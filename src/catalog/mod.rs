//! Public catalog read model.
//!
//! Maps stored products into display items and degrades to the bundled catalog when the
//! product table is unavailable. Each fetch is tagged with a sequence number; only the most
//! recently started fetch may update the view, and nothing updates it after deactivation.

mod fallback;

pub use fallback::fallback_products;

use crate::client::ProductBackend;
use crate::errors::AppError;
use crate::models::{
    Category, CatalogItem, CatalogView, CategoryFilter, CategorySummary, Product, Provenance,
};

/// Handle for one in-flight fetch.
#[derive(Debug, Clone, Copy, PartialEq, Eq)]
pub struct FetchTicket(u64);

pub struct CatalogReadModel {
    view: CatalogView,
    issued: u64,
    active: bool,
}

impl Default for CatalogReadModel {
    fn default() -> Self {
        Self::new()
    }
}

impl CatalogReadModel {
    pub fn new() -> Self {
        Self {
            view: CatalogView {
                items: Vec::new(),
                provenance: Provenance::Live,
                error: None,
            },
            issued: 0,
            active: true,
        }
    }

    /// Create the model and run its first fetch.
    pub async fn activate(backend: &dyn ProductBackend) -> Self {
        let mut model = Self::new();
        model.refetch(backend).await;
        model
    }

    pub fn view(&self) -> &CatalogView {
        &self.view
    }

    pub fn into_view(self) -> CatalogView {
        self.view
    }

    /// Start a fetch. Any earlier ticket becomes stale.
    pub fn begin_fetch(&mut self) -> FetchTicket {
        self.issued += 1;
        FetchTicket(self.issued)
    }

    /// Apply a fetch result. Returns `false` when the result was discarded because a newer
    /// fetch was started or the model was deactivated.
    pub fn complete(
        &mut self,
        ticket: FetchTicket,
        result: Result<Vec<Product>, AppError>,
    ) -> bool {
        if !self.active || ticket.0 != self.issued {
            tracing::debug!(
                ticket = ticket.0,
                latest = self.issued,
                "Discarding superseded catalog fetch"
            );
            return false;
        }

        self.view = match result {
            Ok(products) => CatalogView {
                items: products.iter().map(CatalogItem::from).collect(),
                provenance: Provenance::Live,
                error: None,
            },
            Err(e) => {
                tracing::warn!("Catalog fetch failed, serving bundled catalog: {}", e);
                CatalogView {
                    items: fallback_products().iter().map(CatalogItem::from).collect(),
                    provenance: Provenance::Fallback,
                    error: Some(e.message()),
                }
            }
        };
        true
    }

    /// Fetch the product list and apply it.
    pub async fn refetch(&mut self, backend: &dyn ProductBackend) -> &CatalogView {
        let ticket = self.begin_fetch();
        let result = backend.list_products().await;
        self.complete(ticket, result);
        self.view()
    }

    /// Stop accepting results, e.g. when the page showing the catalog goes away.
    pub fn deactivate(&mut self) {
        self.active = false;
    }

    /// Items matching `filter`, in catalog order.
    pub fn filtered(&self, filter: CategoryFilter) -> Vec<CatalogItem> {
        filter.apply(&self.view.items, |item| item.category)
    }

    /// Known categories present in the catalog, in enumeration order.
    pub fn categories(&self) -> Vec<CategorySummary> {
        Category::ALL
            .iter()
            .filter_map(|category| {
                let count = self
                    .view
                    .items
                    .iter()
                    .filter(|item| item.category == *category)
                    .count();
                (count > 0).then(|| CategorySummary {
                    category: *category,
                    label: category.label().to_string(),
                    count,
                })
            })
            .collect()
    }
}
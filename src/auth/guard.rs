//! Admin access guard.
//!
//! `Loading -> {Unauthenticated, Authenticated}`, `Authenticated -> Unauthenticated` on
//! sign-out. A guard starts in `Loading` every time it is created; nothing privileged may be
//! shown until [`AccessGuard::resolve`] has settled it.

use std::sync::Arc;

use super::{authorize, is_admin, AdminAllowList, AuthProvider};
use crate::errors::{AppError, ACCESS_DENIED};
use crate::models::{Identity, Session};

#[derive(Debug, Clone, PartialEq, Eq)]
pub enum GuardState {
    Loading,
    Unauthenticated { message: Option<String> },
    Authenticated { identity: Identity, token: String },
}

pub struct AccessGuard {
    auth: Arc<dyn AuthProvider>,
    allow_list: AdminAllowList,
    state: GuardState,
}

impl AccessGuard {
    pub fn new(auth: Arc<dyn AuthProvider>, allow_list: AdminAllowList) -> Self {
        Self {
            auth,
            allow_list,
            state: GuardState::Loading,
        }
    }

    pub fn state(&self) -> &GuardState {
        &self.state
    }

    pub fn identity(&self) -> Option<&Identity> {
        match &self.state {
            GuardState::Authenticated { identity, .. } => Some(identity),
            _ => None,
        }
    }

    /// Settle the guard from an existing session token. Errors fail closed.
    pub async fn resolve(&mut self, token: Option<&str>) -> Result<Identity, AppError> {
        let result = authorize(self.auth.as_ref(), &self.allow_list, token).await;
        self.state = match &result {
            Ok(identity) => GuardState::Authenticated {
                identity: identity.clone(),
                token: token.unwrap_or_default().to_string(),
            },
            Err(_) => GuardState::Unauthenticated { message: None },
        };
        result
    }

    /// Attempt a credential sign-in.
    ///
    /// Provider errors are surfaced verbatim. A valid login without admin rights is signed
    /// out again before returning `Forbidden`, so it never leaves an open session behind.
    pub async fn sign_in(&mut self, email: &str, password: &str) -> Result<Session, AppError> {
        let session = match self.auth.sign_in(email, password).await {
            Ok(session) => session,
            Err(e) => {
                self.state = GuardState::Unauthenticated {
                    message: Some(e.message()),
                };
                return Err(e);
            }
        };

        let admin = match self.auth.current_identity(&session.token).await {
            Ok(Some(identity)) => is_admin(&identity, &self.allow_list).then_some(identity),
            Ok(None) => None,
            Err(e) => {
                tracing::warn!("Admin check after sign-in failed: {}", e);
                None
            }
        };

        match admin {
            Some(identity) => {
                tracing::info!(email = %identity.email, "Admin signed in");
                self.state = GuardState::Authenticated {
                    identity,
                    token: session.token.clone(),
                };
                Ok(session)
            }
            None => {
                if let Err(e) = self.auth.sign_out(&session.token).await {
                    tracing::error!("Forced sign-out of non-admin session failed: {}", e);
                }
                tracing::warn!(email = %session.identity.email, "Non-admin sign-in denied");
                self.state = GuardState::Unauthenticated {
                    message: Some(ACCESS_DENIED.to_string()),
                };
                Err(AppError::Forbidden(ACCESS_DENIED.to_string()))
            }
        }
    }

    /// Close the current session and return to the unauthenticated state.
    pub async fn sign_out(&mut self) -> Result<(), AppError> {
        let previous = std::mem::replace(
            &mut self.state,
            GuardState::Unauthenticated { message: None },
        );
        match previous {
            GuardState::Authenticated { token, .. } => self.auth.sign_out(&token).await,
            _ => Ok(()),
        }
    }
}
****************
#### DIRECTIONS FOR THIS TASK
Search term "resolve": return each line of the data that contains it.

#### RESULT
//! shown until [`AccessGuard::resolve`] has settled it.
    pub async fn resolve(&mut self, token: Option<&str>) -> Result<Identity, AppError> {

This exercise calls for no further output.